● Work order: Could you return the lines below exactly, from the first line up to and including the line that holds "they were written."?

Segment Open

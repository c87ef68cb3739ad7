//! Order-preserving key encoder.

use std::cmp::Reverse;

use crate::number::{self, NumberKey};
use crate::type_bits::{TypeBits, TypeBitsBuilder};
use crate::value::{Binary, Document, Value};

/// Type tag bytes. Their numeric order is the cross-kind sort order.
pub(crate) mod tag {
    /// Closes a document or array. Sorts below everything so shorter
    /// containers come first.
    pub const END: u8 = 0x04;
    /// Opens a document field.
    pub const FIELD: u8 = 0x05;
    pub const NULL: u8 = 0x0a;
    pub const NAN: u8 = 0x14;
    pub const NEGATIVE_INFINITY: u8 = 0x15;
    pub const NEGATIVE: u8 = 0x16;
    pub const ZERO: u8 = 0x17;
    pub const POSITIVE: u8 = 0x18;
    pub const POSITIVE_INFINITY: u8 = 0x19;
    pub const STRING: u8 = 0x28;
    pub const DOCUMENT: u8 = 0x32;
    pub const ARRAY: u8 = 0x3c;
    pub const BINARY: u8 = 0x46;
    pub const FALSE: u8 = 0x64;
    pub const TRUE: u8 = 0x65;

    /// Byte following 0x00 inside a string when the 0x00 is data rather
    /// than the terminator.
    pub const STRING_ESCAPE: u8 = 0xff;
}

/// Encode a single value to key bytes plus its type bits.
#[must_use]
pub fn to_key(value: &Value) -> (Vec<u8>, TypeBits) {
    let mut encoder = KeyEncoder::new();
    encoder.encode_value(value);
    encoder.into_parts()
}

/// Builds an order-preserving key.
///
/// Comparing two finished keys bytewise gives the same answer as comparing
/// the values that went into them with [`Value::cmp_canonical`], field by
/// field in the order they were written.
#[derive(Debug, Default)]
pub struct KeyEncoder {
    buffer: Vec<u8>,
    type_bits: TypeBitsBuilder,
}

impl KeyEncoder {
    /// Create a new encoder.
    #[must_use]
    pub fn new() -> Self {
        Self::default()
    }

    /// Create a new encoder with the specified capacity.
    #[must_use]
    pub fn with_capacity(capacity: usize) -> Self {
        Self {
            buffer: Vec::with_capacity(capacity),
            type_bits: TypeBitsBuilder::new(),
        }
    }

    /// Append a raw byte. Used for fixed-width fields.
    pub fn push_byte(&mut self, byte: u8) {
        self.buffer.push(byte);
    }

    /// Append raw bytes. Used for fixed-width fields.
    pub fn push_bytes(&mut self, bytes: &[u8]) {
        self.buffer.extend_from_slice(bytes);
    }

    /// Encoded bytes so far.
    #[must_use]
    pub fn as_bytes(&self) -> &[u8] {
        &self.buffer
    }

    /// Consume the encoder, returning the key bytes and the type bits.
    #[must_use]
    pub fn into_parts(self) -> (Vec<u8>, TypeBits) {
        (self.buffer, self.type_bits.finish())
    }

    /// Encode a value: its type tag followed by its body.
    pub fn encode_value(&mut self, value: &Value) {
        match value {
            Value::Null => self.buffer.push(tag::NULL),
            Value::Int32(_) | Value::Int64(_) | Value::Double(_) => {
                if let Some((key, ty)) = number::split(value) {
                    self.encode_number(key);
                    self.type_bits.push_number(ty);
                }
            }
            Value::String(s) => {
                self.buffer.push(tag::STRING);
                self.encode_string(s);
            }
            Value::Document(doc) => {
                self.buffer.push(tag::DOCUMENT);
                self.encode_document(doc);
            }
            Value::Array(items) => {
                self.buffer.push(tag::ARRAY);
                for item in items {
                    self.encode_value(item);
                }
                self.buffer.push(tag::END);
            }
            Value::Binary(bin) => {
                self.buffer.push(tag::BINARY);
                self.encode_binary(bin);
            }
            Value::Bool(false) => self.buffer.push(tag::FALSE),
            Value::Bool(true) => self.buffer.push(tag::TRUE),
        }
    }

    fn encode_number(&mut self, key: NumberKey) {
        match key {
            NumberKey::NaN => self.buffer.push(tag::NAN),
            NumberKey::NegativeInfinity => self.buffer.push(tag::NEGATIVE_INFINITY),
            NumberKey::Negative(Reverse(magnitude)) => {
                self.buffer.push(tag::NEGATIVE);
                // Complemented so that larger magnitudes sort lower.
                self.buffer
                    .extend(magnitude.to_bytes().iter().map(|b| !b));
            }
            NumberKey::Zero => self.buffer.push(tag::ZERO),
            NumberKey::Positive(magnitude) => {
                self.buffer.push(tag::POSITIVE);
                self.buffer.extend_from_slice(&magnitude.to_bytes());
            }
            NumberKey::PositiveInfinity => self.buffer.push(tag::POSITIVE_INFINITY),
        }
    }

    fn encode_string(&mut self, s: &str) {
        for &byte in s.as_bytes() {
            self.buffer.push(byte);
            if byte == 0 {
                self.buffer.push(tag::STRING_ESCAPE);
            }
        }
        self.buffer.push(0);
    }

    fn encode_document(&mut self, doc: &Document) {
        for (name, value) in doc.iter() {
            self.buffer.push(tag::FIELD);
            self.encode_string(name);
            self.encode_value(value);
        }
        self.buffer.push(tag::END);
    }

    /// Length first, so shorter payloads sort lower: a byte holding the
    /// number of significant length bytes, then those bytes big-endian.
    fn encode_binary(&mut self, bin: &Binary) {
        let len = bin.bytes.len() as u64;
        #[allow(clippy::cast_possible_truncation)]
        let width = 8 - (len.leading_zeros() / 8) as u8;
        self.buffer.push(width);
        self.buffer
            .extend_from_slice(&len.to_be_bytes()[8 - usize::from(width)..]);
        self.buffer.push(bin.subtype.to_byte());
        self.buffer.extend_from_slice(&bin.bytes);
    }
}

Segment Closed

● Task solution:
repository c87ef68cb3739ad7
//! Order-preserving key encoder.

use std::cmp::Reverse;

use crate::number::{self, NumberKey};
use crate::type_bits::{TypeBits, TypeBitsBuilder};
use crate::value::{Binary, Document, Value};

/// Type tag bytes. Their numeric order is the cross-kind sort order.
pub(crate) mod tag {
    /// Closes a document or array. Sorts below everything so shorter
    /// containers come first.
    pub const END: u8 = 0x04;
    /// Opens a document field.
    pub const FIELD: u8 = 0x05;
    pub const NULL: u8 = 0x0a;
    pub const NAN: u8 = 0x14;
    pub const NEGATIVE_INFINITY: u8 = 0x15;
    pub const NEGATIVE: u8 = 0x16;
    pub const ZERO: u8 = 0x17;
    pub const POSITIVE: u8 = 0x18;
    pub const POSITIVE_INFINITY: u8 = 0x19;
    pub const STRING: u8 = 0x28;
    pub const DOCUMENT: u8 = 0x32;
    pub const ARRAY: u8 = 0x3c;
    pub const BINARY: u8 = 0x46;
    pub const FALSE: u8 = 0x64;
    pub const TRUE: u8 = 0x65;

    /// Byte following 0x00 inside a string when the 0x00 is data rather
    /// than the terminator.
    pub const STRING_ESCAPE: u8 = 0xff;
}

/// Encode a single value to key bytes plus its type bits.
#[must_use]
pub fn to_key(value: &Value) -> (Vec<u8>, TypeBits) {
    let mut encoder = KeyEncoder::new();
    encoder.encode_value(value);
    encoder.into_parts()
}

/// Builds an order-preserving key.
///
/// Comparing two finished keys bytewise gives the same answer as comparing
/// the values that went into them with [`Value::cmp_canonical`], field by
/// field in the order they were written.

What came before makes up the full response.